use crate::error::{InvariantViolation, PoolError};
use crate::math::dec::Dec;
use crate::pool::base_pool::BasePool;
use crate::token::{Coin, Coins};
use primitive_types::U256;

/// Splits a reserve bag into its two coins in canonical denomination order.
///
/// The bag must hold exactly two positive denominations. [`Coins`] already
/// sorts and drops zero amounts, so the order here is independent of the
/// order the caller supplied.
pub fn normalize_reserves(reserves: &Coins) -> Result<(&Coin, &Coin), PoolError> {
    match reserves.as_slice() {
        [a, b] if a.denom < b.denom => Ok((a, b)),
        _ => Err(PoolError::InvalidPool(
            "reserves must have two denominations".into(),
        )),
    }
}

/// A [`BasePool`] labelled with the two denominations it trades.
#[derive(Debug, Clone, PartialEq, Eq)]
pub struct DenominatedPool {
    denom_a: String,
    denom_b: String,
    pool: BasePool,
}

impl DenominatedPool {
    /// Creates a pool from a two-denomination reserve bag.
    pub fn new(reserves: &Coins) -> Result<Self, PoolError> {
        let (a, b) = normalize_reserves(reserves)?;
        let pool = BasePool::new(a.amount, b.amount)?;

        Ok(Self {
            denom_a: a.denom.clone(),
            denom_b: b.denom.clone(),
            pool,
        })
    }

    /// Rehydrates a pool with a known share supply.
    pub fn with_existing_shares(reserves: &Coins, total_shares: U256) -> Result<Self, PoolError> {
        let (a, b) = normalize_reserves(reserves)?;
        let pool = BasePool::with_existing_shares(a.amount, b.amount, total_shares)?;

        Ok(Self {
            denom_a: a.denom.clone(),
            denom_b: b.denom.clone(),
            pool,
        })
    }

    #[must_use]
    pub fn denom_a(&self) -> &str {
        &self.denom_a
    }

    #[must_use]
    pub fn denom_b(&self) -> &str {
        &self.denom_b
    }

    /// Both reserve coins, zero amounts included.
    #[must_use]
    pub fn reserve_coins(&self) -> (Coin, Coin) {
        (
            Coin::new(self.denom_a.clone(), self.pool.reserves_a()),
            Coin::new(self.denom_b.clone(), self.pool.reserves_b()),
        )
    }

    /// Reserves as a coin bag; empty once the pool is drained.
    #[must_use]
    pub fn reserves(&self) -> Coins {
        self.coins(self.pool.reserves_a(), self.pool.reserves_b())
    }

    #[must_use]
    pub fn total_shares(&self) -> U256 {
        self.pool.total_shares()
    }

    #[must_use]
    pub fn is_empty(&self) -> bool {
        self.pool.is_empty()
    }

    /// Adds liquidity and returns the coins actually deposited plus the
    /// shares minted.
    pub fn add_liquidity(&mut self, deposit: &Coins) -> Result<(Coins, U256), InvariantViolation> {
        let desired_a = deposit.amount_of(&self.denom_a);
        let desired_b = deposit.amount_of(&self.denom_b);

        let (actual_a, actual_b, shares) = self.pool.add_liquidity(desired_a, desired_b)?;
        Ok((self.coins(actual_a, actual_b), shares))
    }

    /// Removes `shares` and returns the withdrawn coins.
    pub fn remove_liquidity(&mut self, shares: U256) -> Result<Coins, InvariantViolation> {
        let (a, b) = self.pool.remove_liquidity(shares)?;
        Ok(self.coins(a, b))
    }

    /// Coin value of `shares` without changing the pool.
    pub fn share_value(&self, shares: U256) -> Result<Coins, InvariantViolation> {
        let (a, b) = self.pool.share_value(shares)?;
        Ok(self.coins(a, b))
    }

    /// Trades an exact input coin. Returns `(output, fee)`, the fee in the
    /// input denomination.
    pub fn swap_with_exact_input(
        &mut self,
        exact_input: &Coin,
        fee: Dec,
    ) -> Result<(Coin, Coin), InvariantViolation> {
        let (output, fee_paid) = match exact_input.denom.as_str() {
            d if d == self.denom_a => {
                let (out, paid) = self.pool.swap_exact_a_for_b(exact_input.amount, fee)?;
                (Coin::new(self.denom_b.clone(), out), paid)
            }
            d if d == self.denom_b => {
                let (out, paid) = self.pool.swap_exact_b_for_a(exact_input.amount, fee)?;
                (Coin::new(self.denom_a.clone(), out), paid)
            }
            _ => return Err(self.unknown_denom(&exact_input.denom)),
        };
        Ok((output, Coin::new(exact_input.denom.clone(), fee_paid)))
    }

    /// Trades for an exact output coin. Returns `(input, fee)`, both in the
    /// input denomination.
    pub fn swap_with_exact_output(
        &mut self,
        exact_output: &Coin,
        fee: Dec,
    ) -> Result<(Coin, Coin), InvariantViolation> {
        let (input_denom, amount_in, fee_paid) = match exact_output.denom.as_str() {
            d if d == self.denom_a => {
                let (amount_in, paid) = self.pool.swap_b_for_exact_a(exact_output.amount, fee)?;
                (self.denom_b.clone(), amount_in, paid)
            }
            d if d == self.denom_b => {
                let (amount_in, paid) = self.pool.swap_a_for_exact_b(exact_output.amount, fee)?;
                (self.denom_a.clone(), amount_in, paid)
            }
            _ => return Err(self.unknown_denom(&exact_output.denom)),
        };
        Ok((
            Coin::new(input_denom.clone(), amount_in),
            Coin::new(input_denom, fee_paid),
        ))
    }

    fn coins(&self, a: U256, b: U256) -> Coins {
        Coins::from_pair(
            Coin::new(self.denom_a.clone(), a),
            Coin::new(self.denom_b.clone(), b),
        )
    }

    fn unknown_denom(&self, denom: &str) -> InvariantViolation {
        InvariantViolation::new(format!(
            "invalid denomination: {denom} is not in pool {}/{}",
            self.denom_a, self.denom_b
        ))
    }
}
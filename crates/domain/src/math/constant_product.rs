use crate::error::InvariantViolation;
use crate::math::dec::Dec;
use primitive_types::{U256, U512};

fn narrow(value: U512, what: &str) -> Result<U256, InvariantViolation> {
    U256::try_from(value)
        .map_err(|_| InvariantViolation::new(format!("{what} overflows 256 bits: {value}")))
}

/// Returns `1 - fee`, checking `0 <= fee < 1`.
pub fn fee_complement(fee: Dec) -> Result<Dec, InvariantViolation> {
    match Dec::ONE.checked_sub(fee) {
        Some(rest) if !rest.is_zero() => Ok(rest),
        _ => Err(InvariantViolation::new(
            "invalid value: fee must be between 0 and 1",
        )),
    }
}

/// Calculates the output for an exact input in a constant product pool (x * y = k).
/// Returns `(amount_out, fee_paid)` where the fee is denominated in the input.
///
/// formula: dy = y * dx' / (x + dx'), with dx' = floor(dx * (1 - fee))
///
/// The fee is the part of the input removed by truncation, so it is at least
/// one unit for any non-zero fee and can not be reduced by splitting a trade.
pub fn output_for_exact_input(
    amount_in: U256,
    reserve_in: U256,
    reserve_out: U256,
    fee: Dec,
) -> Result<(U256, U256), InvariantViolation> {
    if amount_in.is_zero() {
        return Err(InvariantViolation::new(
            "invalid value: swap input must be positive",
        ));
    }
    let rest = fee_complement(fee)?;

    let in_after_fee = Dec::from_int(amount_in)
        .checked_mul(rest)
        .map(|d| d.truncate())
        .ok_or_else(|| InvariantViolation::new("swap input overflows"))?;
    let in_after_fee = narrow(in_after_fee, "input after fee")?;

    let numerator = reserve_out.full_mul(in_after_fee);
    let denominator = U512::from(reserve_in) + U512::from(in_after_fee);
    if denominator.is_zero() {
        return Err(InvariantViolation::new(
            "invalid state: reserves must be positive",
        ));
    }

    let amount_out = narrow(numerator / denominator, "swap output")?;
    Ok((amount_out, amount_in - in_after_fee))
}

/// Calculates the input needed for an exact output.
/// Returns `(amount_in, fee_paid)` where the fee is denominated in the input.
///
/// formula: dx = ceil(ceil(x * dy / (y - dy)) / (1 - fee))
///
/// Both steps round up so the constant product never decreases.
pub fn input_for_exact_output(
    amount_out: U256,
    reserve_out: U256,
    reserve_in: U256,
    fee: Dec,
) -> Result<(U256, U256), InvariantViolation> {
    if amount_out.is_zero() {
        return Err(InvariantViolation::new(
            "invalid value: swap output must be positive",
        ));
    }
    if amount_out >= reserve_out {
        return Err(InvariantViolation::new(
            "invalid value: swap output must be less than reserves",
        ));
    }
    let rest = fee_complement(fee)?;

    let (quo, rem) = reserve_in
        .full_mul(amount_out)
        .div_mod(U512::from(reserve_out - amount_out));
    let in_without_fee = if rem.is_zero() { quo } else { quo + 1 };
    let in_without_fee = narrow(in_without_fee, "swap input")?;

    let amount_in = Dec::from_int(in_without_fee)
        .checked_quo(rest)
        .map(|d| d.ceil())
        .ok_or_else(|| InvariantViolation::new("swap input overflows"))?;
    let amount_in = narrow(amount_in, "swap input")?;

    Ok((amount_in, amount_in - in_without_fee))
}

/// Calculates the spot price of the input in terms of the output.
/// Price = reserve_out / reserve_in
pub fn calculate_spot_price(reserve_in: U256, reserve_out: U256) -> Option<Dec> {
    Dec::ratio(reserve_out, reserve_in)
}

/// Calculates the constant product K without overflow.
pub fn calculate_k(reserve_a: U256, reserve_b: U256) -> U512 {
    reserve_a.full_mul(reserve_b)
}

+++

EXERCISE INSTRUCTIONS: In the material above, how many lines contain the string "Result"? Respond with that number by itself.

RESPONSE AREA: 12